WHAT YOU WILL DO
Copy out each line containing "Sightseeing" from the entries below.

SUPPLIED RECORDS
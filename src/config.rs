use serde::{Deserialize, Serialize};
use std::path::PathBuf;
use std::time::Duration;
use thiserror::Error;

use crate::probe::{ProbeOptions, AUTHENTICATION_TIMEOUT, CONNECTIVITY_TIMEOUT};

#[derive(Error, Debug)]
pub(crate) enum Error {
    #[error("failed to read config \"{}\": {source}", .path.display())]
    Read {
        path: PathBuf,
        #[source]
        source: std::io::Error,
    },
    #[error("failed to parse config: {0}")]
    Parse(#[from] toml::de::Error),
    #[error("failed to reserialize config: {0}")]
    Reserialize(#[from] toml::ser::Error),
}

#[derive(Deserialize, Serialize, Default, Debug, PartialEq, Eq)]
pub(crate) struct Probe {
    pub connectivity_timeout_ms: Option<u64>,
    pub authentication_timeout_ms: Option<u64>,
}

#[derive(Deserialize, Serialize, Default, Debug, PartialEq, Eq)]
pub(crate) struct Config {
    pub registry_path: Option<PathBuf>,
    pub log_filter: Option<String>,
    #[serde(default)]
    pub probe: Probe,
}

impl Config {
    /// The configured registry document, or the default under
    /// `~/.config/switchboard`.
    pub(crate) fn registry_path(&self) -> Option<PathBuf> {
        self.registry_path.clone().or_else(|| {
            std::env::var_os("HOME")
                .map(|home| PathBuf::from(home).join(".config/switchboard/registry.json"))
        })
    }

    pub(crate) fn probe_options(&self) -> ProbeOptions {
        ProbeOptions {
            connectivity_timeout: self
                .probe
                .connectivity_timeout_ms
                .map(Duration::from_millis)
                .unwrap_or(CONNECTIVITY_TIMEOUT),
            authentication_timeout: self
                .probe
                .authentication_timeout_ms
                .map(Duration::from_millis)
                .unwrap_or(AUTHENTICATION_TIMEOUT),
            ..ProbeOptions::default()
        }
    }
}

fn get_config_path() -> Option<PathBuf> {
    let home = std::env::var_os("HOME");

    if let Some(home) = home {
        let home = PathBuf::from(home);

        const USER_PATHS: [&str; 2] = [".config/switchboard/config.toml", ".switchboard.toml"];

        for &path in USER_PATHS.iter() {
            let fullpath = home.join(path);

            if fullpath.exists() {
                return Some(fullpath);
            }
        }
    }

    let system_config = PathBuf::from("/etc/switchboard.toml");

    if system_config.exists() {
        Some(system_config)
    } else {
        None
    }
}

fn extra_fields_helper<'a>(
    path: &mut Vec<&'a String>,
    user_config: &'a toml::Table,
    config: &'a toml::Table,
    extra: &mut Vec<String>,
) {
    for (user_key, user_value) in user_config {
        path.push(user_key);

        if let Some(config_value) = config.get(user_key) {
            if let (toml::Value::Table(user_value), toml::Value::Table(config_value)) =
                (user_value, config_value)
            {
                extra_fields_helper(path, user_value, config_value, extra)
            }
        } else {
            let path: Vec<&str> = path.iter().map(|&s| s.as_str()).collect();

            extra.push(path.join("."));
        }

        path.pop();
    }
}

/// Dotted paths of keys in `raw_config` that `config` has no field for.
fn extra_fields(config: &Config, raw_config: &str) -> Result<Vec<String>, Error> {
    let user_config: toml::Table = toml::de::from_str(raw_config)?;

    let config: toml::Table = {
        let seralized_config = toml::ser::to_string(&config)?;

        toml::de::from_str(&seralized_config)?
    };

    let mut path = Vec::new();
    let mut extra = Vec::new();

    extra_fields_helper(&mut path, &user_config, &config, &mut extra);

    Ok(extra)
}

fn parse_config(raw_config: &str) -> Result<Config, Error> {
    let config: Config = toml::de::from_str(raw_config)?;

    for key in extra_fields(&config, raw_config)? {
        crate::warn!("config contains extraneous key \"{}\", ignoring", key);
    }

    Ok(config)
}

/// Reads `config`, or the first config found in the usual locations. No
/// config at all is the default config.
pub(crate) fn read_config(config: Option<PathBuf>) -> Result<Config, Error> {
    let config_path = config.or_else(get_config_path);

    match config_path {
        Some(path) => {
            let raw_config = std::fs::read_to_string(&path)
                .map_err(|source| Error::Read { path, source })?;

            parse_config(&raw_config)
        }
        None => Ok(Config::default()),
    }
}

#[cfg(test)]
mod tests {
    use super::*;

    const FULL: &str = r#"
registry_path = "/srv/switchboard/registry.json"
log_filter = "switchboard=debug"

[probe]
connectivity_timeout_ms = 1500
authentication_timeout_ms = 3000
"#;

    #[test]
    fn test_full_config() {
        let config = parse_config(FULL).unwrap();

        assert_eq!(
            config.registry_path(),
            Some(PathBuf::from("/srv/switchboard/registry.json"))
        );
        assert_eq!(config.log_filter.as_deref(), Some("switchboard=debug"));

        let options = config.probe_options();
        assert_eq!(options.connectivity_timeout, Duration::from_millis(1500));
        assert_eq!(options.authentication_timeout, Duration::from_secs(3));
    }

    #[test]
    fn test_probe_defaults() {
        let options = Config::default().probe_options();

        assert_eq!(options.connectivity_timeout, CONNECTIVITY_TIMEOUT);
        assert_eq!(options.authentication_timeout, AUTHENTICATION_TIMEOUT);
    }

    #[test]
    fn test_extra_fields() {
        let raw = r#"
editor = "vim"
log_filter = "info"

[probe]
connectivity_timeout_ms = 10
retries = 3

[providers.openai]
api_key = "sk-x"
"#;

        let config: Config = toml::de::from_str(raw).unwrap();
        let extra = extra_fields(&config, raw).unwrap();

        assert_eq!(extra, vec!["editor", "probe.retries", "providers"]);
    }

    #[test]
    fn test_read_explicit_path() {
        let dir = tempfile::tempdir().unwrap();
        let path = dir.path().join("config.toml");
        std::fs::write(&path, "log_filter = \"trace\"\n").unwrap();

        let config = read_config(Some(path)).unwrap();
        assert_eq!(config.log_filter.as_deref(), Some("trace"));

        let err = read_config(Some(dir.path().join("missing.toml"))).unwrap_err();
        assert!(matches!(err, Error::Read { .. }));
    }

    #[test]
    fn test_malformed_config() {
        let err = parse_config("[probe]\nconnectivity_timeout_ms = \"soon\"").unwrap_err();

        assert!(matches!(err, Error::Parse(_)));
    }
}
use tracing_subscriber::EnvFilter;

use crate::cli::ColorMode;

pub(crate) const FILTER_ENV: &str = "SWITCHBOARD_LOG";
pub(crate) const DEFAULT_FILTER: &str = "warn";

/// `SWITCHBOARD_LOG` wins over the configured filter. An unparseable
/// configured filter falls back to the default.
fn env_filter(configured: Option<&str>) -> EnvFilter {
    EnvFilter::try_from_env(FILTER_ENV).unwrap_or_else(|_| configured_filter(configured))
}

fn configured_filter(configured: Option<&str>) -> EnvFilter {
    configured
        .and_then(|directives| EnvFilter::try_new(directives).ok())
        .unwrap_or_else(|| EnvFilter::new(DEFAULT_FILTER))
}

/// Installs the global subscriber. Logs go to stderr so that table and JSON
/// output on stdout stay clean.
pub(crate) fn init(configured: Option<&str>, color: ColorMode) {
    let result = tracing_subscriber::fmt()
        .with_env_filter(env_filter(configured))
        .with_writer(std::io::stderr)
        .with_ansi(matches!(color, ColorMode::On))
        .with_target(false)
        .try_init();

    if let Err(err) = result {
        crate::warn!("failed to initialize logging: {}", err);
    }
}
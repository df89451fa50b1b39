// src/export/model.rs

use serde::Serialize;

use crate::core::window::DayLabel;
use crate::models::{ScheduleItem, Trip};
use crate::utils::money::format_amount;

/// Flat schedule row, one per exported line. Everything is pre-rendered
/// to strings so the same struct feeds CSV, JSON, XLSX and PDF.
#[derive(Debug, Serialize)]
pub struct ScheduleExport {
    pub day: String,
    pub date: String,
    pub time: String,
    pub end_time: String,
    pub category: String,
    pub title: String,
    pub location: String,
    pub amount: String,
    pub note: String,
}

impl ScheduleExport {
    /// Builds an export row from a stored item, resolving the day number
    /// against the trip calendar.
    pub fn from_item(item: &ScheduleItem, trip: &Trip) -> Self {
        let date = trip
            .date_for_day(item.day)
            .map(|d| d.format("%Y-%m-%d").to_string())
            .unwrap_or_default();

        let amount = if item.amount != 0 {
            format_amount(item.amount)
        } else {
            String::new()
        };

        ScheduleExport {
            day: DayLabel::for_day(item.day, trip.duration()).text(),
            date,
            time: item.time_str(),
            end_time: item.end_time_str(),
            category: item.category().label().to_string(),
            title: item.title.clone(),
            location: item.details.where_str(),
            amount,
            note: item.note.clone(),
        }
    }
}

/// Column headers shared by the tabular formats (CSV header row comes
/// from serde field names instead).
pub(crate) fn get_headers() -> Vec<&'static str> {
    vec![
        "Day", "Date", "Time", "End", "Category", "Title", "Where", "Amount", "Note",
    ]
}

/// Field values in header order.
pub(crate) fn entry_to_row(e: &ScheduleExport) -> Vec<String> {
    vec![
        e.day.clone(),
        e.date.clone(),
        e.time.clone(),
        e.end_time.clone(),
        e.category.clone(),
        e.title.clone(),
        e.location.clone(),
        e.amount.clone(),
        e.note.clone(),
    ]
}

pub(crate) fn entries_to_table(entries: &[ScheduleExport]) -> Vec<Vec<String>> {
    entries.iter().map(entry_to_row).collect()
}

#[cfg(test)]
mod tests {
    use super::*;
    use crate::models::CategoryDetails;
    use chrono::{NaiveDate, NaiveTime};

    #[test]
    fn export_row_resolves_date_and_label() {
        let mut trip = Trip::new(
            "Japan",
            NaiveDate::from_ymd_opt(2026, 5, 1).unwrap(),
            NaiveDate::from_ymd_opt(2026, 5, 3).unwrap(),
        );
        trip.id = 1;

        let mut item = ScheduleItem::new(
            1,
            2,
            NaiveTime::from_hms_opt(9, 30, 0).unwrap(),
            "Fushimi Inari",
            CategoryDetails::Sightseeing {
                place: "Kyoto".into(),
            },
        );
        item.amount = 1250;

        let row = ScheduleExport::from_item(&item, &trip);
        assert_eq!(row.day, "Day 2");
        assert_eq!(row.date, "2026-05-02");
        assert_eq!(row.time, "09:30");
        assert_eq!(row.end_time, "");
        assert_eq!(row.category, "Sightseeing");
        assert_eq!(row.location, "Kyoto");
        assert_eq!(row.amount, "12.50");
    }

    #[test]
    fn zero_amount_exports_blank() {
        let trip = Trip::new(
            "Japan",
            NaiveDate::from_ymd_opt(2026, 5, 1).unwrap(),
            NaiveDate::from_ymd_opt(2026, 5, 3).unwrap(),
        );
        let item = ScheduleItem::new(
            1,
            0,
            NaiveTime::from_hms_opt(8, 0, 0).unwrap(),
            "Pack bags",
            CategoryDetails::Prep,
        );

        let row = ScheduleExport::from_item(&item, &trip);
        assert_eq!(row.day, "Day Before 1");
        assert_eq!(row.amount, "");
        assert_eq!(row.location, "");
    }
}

OUTPUT
            CategoryDetails::Sightseeing {
        assert_eq!(row.category, "Sightseeing");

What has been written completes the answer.